Aramark Taps Goldman, J.P. Morgan, Credit Suisse and Morgan Stanley for IPO (WSJ MoneyBeat)
It may file initial paperwork for the IPO in early August, one of the people said, cautioning that the timing may change. Earlier this month, The Wall Street Journal reported that Aramark, one of the biggest closely held companies in the U.S., was in early discussions with banks and analysts about a potential offering. If an IPO is held, it will be Aramark’s third. The company’s chairman, Joseph Neubauer, led a management buyout in 1984 that was aimed at fending off a hostile takeover attempt. The then-chief executive later helped bring the company back to public ownership in 2001 before engineering its 2007 buyout with a group of private-equity firms.
S.E.C. Says Texas Man Operated Bitcoin Ponzi Scheme (DealBook)
A Texas man, Trendon T. Shavers, was sued by the Securities and Exchange Commission on Tuesday and accused of running a fund that collected bitcoins from investors, promising them 7 percent weekly returns. Mr. Shaver ended up selling some of the bitcoins and using the proceeds for his “rent, car-related expenses, utilities, retail purchases, casinos, and meals,” according to the complaint.
Selling their skin: Japanese women paid to put adverts on their THIGHS to catch the attention of men (DM)
'It's an absolutely perfect place to put an advertisement as it's what guys are eager to look at and girls are OK to expose,' said Hidenori Atsumi, the CEO of WIT.
Todd Meister’s ex-assistant using kickstarter approach to raise $821,000 to pay him back (NYDN)

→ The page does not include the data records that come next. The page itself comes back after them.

//! Polymorphic kinds: the target is any implementor of an interface.
//!
//! A morphed key can't carry a foreign key since it may point at several
//! tables, so the target is identified by a key column plus a discriminator
//! (the morph key) holding the implementor's role.

use super::many_to_many::{PivotSide, build_pivot, pivot, reverted_definition};
use super::{Inverse, RelationDefinition, RelationKind, RelationSchema};
use crate::entity::{EntityId, EntitySchema};
use crate::error::SchemaError;
use crate::table::BuildContext;
use kiln_db_schema::{AbstractType, Column, Index};

/// Discriminator columns hold a role name.
pub const MORPH_KEY_TYPE: AbstractType = AbstractType::String(32);

pub(crate) fn morph_column(name: &str, nullable: bool) -> Column {
    Column::new(name, MORPH_KEY_TYPE).nullable(nullable)
}

/// Morphed keys always reference the implementors' shared primary key.
fn morphed_key_type(
    relation: &RelationSchema,
    entities: &[EntitySchema],
) -> Result<AbstractType, SchemaError> {
    let target = relation.morphed_target(entities)?;
    if relation.definition.outer_key != target.primary_key {
        return Err(relation.invalid(
            entities,
            format!(
                "outer key of a polymorphic relation must be the primary key `{}` of every `{}`",
                target.primary_key, target.interface
            ),
        ));
    }
    Ok(target.key_type)
}

fn morph_key<'r>(
    relation: &'r RelationSchema,
    entities: &[EntitySchema],
) -> Result<&'r str, SchemaError> {
    relation
        .definition
        .morph_key
        .as_deref()
        .ok_or_else(|| SchemaError::MissingOption {
            entity: relation.owner_entity(entities).name().to_string(),
            relation: relation.name.clone(),
            option: "morph_key",
        })
}

pub(super) fn build_belongs_to(
    relation: &RelationSchema,
    ctx: &mut BuildContext<'_>,
) -> Result<(), SchemaError> {
    let entities = ctx.entities;
    let owner = relation.owner_entity(entities);
    let key_type = morphed_key_type(relation, entities)?;
    let morph_key = morph_key(relation, entities)?;
    let definition = &relation.definition;
    let table = owner.table_name();

    ctx.add_column(
        table,
        Column::new(definition.inner_key.clone(), key_type).nullable(definition.nullable),
        relation.contributor(),
    )?;
    ctx.add_column(
        table,
        morph_column(morph_key, definition.nullable),
        relation.contributor(),
    )?;
    ctx.add_index(
        table,
        Index::new(table, &[morph_key, definition.inner_key.as_str()]),
    );

    Ok(())
}

/// One has-one/has-many per implementor, each carrying the morph key.
pub(super) fn revert_belongs_to(
    relation: &RelationSchema,
    inverse: &Inverse,
    entities: &[EntitySchema],
) -> Result<Vec<(EntityId, RelationDefinition)>, SchemaError> {
    let back = match inverse.kind {
        Some(kind @ (RelationKind::HasOne | RelationKind::HasMany)) => kind,
        other => return Err(relation.back_error(entities, other)),
    };
    let target = relation.morphed_target(entities)?;
    let morph_key = morph_key(relation, entities)?;
    let owner = relation.owner_entity(entities);
    let definition = &relation.definition;

    Ok(target
        .implementors
        .iter()
        .map(|&implementor| {
            let reverted = RelationDefinition::new(back, owner.name())
                .inner_key(definition.outer_key.clone())
                .outer_key(definition.inner_key.clone())
                .morph_key(morph_key)
                .constraint(definition.constraint)
                .action(definition.action)
                .nullable(definition.nullable);
            (implementor, reverted)
        })
        .collect())
}

pub(super) fn build_many_to_morphed(
    relation: &RelationSchema,
    ctx: &mut BuildContext<'_>,
) -> Result<(), SchemaError> {
    let entities = ctx.entities;
    let owner = relation.owner_entity(entities);
    let outer_type = morphed_key_type(relation, entities)?;
    let morph_key = morph_key(relation, entities)?;
    let pivot = pivot(relation, entities)?;
    let definition = &relation.definition;

    let owner_type = super::key_type(owner, &definition.inner_key).ok_or_else(|| {
        relation.invalid(
            entities,
            format!(
                "key `{}` is not a column of `{}`",
                definition.inner_key,
                owner.name()
            ),
        )
    })?;

    build_pivot(
        relation,
        ctx,
        pivot,
        [
            PivotSide {
                key: &pivot.inner_key,
                key_type: owner_type,
                references: Some((owner.table_name(), definition.inner_key.as_str())),
            },
            PivotSide {
                key: &pivot.outer_key,
                key_type: outer_type,
                references: None,
            },
        ],
        Some(morph_key),
    )
}

/// A many-to-many on every implementor, sharing the pivot table.
pub(super) fn revert_many_to_morphed(
    relation: &RelationSchema,
    inverse: &Inverse,
    entities: &[EntitySchema],
) -> Result<Vec<(EntityId, RelationDefinition)>, SchemaError> {
    if !matches!(inverse.kind, None | Some(RelationKind::ManyToMany)) {
        return Err(relation.back_error(entities, inverse.kind));
    }
    let target = relation.morphed_target(entities)?;
    let morph_key = morph_key(relation, entities)?;
    let owner = relation.owner_entity(entities);
    let pivot = pivot(relation, entities)?;

    Ok(target
        .implementors
        .iter()
        .map(|&implementor| {
            let reverted = reverted_definition(relation, owner, pivot).morph_key(morph_key);
            (implementor, reverted)
        })
        .collect())
}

The sexy Ukrainian stunner who stole nearly $1 million from Nicky Hilton’s ex-husband has launched a Kickstarter-style campaign to pay off her $821,000 restitution. Renata Shamrakova, 28, was a personal assistant working for hedge fund prince Todd Meister when she used his credit cards to buy clothes, furniture, international trips and jewelry in 2011 and last year. The raven-haired beauty, who copped to grand larceny and evidence tampering on March 20, faces one to three years in prison if she can’t repay Meister. “I am 28 years old and a prison sentence would ruin my life both on a real level, as a health risk due to a fainting condition, and on an emotional level,” Shamrakova says in her appeal.